▸ **Try it**
What is needed here is an exact repetition of the records below, beginning at the line that has "use jobtrack::identity::domain::UserId;" and stopping after the line that has "impl Clock for".
*** Input ***
//! Shared test helpers for in-memory integration tests.

use chrono::{DateTime, Local, TimeDelta, TimeZone, Utc};
use jobtrack::identity::domain::UserId;
use jobtrack::tracker::{
    adapters::memory::InMemoryTrackerStore,
    services::{ApplicationService, TaskService},
};
use mockable::Clock;
use rstest::fixture;
use std::sync::{Arc, Mutex, MutexGuard};

/// Clock that advances one second per reading so creation order is strict.
pub struct SteppingClock(Mutex<DateTime<Utc>>);

impl SteppingClock {
    /// Starts the clock at a fixed instant.
    ///
    /// # Panics
    ///
    /// Panics if the fixture timestamp is invalid.
    #[must_use]
    pub fn new() -> Self {
        let start = Utc
            .with_ymd_and_hms(2026, 4, 1, 8, 0, 0)
            .single()
            .expect("valid fixture timestamp");
        Self(Mutex::new(start))
    }

    fn lock_clock(&self) -> MutexGuard<'_, DateTime<Utc>> {
        match self.0.lock() {
            Ok(guard) => guard,
            Err(_) => panic!("clock mutex"),
        }
    }
}

impl Default for SteppingClock {
    fn default() -> Self {
        Self::new()
    }
}

impl Clock for SteppingClock {
    fn local(&self) -> DateTime<Local> {
        self.utc().with_timezone(&Local)
    }

    fn utc(&self) -> DateTime<Utc> {
        let mut now = self.lock_clock();
        let current = *now;
        *now += TimeDelta::seconds(1);
        current
    }
}

/// Application and task services sharing one in-memory store.
pub struct TrackerHarness {
    /// Store shared by both services.
    pub store: Arc<InMemoryTrackerStore>,
    /// Application service under test.
    pub applications: ApplicationService<InMemoryTrackerStore, SteppingClock>,
    /// Task service under test.
    pub tasks: TaskService<InMemoryTrackerStore, SteppingClock>,
}

/// Provides services over a fresh store for each test.
#[fixture]
pub fn harness() -> TrackerHarness {
    let store = Arc::new(InMemoryTrackerStore::new());
    let clock = Arc::new(SteppingClock::new());
    TrackerHarness {
        applications: ApplicationService::new(Arc::clone(&store), Arc::clone(&clock)),
        tasks: TaskService::new(Arc::clone(&store), clock),
        store,
    }
}

/// Provides a fresh owner identifier.
#[fixture]
pub fn owner() -> UserId {
    UserId::new()
}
***
▸ **Your response**
use jobtrack::identity::domain::UserId;
use jobtrack::tracker::{
    adapters::memory::InMemoryTrackerStore,
    services::{ApplicationService, TaskService},
};
use mockable::Clock;
use rstest::fixture;
use std::sync::{Arc, Mutex, MutexGuard};

/// Clock that advances one second per reading so creation order is strict.
pub struct SteppingClock(Mutex<DateTime<Utc>>);

impl SteppingClock {
    /// Starts the clock at a fixed instant.
    ///
    /// # Panics
    ///
    /// Panics if the fixture timestamp is invalid.
    #[must_use]
    pub fn new() -> Self {
        let start = Utc
            .with_ymd_and_hms(2026, 4, 1, 8, 0, 0)
            .single()
            .expect("valid fixture timestamp");
        Self(Mutex::new(start))
    }

    fn lock_clock(&self) -> MutexGuard<'_, DateTime<Utc>> {
        match self.0.lock() {
            Ok(guard) => guard,
            Err(_) => panic!("clock mutex"),
        }
    }
}

impl Default for SteppingClock {
    fn default() -> Self {
        Self::new()
    }
}

impl Clock for SteppingClock {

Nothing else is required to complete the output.